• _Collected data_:

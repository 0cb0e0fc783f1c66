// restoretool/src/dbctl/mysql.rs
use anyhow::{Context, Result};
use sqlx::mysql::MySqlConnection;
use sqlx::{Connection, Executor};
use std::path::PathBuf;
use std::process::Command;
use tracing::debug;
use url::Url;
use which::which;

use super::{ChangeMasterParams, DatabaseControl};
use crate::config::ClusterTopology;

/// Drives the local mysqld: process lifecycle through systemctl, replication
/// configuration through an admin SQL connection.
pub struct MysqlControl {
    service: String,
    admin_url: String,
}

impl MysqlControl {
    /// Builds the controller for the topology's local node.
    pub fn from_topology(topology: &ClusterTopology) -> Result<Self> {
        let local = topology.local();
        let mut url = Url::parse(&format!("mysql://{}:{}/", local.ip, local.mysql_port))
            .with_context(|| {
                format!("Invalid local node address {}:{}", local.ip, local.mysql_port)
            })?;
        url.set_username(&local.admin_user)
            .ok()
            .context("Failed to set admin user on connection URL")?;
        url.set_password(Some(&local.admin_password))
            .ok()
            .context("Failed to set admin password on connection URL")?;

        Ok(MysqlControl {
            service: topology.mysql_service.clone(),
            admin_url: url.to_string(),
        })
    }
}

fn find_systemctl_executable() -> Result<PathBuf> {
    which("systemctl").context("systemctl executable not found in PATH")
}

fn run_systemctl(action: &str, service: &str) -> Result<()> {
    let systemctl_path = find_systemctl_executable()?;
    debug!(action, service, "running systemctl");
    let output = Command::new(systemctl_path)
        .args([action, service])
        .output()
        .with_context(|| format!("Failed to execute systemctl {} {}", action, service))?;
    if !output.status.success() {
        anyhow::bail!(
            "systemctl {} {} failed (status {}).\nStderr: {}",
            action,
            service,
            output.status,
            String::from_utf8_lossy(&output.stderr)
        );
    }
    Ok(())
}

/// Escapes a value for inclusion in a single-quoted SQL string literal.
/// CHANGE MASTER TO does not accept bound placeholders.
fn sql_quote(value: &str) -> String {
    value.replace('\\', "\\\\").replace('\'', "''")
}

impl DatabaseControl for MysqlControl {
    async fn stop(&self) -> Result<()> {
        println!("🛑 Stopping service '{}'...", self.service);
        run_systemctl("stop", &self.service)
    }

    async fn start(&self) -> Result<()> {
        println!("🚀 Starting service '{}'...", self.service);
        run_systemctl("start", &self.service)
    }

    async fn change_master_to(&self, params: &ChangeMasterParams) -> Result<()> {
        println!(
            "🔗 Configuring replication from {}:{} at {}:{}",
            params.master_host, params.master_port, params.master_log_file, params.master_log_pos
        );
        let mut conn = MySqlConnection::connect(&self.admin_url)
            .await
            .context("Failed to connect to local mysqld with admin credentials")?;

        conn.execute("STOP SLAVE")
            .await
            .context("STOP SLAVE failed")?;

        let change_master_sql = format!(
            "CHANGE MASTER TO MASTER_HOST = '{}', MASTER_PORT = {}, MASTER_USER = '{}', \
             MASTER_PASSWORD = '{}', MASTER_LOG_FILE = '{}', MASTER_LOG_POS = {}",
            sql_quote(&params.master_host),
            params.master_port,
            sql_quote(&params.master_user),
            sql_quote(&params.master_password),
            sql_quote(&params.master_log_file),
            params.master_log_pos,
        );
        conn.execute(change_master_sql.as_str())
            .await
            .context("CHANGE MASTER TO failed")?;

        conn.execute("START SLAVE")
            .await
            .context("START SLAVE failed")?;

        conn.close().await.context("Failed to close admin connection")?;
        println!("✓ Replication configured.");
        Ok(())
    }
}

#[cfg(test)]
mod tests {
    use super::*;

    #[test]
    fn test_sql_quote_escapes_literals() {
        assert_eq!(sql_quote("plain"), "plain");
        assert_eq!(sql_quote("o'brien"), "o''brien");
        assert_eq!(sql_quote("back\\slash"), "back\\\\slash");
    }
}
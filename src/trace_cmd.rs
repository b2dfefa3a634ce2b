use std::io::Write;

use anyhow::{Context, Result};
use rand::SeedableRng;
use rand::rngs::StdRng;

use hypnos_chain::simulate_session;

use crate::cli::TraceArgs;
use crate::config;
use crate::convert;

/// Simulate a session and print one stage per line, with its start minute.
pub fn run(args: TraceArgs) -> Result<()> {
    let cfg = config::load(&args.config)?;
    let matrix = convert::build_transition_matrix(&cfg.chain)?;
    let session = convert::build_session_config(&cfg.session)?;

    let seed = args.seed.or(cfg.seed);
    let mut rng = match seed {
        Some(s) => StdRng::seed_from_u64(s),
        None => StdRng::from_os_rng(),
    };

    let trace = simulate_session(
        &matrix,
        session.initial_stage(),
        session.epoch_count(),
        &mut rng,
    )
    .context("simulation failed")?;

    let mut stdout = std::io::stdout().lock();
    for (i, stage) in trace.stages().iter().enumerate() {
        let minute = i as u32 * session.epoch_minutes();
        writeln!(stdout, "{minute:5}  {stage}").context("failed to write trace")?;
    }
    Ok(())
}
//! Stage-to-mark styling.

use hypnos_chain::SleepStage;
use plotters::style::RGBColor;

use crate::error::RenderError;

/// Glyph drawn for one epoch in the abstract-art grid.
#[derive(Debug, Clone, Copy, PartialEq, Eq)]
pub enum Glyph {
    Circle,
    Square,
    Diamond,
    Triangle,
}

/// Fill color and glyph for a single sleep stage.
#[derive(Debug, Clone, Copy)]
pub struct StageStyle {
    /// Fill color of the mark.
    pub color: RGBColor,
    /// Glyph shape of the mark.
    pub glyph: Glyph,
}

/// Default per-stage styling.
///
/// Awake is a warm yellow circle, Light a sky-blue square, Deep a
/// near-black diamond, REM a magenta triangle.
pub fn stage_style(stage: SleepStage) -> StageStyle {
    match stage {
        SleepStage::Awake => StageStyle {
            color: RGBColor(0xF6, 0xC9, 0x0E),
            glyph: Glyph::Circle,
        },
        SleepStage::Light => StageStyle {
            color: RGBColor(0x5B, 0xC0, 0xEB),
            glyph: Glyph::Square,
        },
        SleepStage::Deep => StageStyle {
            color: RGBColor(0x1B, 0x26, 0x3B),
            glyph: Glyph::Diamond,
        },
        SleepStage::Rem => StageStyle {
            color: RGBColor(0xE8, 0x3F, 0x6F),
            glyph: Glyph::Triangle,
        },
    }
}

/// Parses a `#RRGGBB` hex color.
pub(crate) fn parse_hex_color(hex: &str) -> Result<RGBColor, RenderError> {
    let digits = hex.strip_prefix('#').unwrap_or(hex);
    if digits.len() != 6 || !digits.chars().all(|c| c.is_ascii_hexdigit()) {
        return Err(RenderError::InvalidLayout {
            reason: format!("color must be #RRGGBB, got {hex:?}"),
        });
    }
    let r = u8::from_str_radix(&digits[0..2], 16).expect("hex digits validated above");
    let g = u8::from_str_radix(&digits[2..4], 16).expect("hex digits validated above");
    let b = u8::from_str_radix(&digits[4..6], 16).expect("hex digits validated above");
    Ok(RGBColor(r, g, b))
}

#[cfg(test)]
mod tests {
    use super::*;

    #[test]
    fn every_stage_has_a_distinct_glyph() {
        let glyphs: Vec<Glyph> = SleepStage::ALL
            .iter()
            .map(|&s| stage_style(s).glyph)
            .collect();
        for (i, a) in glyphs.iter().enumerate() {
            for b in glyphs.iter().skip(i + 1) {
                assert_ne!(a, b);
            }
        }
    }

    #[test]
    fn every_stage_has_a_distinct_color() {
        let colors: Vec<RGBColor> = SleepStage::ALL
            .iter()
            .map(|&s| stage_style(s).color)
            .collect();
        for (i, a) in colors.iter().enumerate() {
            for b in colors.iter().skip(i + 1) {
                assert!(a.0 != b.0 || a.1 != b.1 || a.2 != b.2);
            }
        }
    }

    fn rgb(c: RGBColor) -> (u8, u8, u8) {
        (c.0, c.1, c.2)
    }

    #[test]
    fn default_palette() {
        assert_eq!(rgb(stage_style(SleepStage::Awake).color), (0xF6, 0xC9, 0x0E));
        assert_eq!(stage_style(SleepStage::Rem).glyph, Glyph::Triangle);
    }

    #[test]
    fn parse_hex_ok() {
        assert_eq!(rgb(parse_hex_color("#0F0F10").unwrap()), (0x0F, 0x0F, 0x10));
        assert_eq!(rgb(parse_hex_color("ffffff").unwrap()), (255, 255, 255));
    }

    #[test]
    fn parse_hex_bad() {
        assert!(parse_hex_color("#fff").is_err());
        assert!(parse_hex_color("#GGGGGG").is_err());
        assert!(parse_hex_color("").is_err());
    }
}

• _Task details_:
Take exactly the lines from the one containing "use hypnos_chain::simulate_session;" through the one containing "SleepStage::Rem => StageStyle" in the data above, and output them with nothing added.

• _Your response_:
use hypnos_chain::simulate_session;

use crate::cli::TraceArgs;
use crate::config;
use crate::convert;

/// Simulate a session and print one stage per line, with its start minute.
pub fn run(args: TraceArgs) -> Result<()> {
    let cfg = config::load(&args.config)?;
    let matrix = convert::build_transition_matrix(&cfg.chain)?;
    let session = convert::build_session_config(&cfg.session)?;

    let seed = args.seed.or(cfg.seed);
    let mut rng = match seed {
        Some(s) => StdRng::seed_from_u64(s),
        None => StdRng::from_os_rng(),
    };

    let trace = simulate_session(
        &matrix,
        session.initial_stage(),
        session.epoch_count(),
        &mut rng,
    )
    .context("simulation failed")?;

    let mut stdout = std::io::stdout().lock();
    for (i, stage) in trace.stages().iter().enumerate() {
        let minute = i as u32 * session.epoch_minutes();
        writeln!(stdout, "{minute:5}  {stage}").context("failed to write trace")?;
    }
    Ok(())
}
//! Stage-to-mark styling.

use hypnos_chain::SleepStage;
use plotters::style::RGBColor;

use crate::error::RenderError;

/// Glyph drawn for one epoch in the abstract-art grid.
#[derive(Debug, Clone, Copy, PartialEq, Eq)]
pub enum Glyph {
    Circle,
    Square,
    Diamond,
    Triangle,
}

/// Fill color and glyph for a single sleep stage.
#[derive(Debug, Clone, Copy)]
pub struct StageStyle {
    /// Fill color of the mark.
    pub color: RGBColor,
    /// Glyph shape of the mark.
    pub glyph: Glyph,
}

/// Default per-stage styling.
///
/// Awake is a warm yellow circle, Light a sky-blue square, Deep a
/// near-black diamond, REM a magenta triangle.
pub fn stage_style(stage: SleepStage) -> StageStyle {
    match stage {
        SleepStage::Awake => StageStyle {
            color: RGBColor(0xF6, 0xC9, 0x0E),
            glyph: Glyph::Circle,
        },
        SleepStage::Light => StageStyle {
            color: RGBColor(0x5B, 0xC0, 0xEB),
            glyph: Glyph::Square,
        },
        SleepStage::Deep => StageStyle {
            color: RGBColor(0x1B, 0x26, 0x3B),
            glyph: Glyph::Diamond,
        },
        SleepStage::Rem => StageStyle {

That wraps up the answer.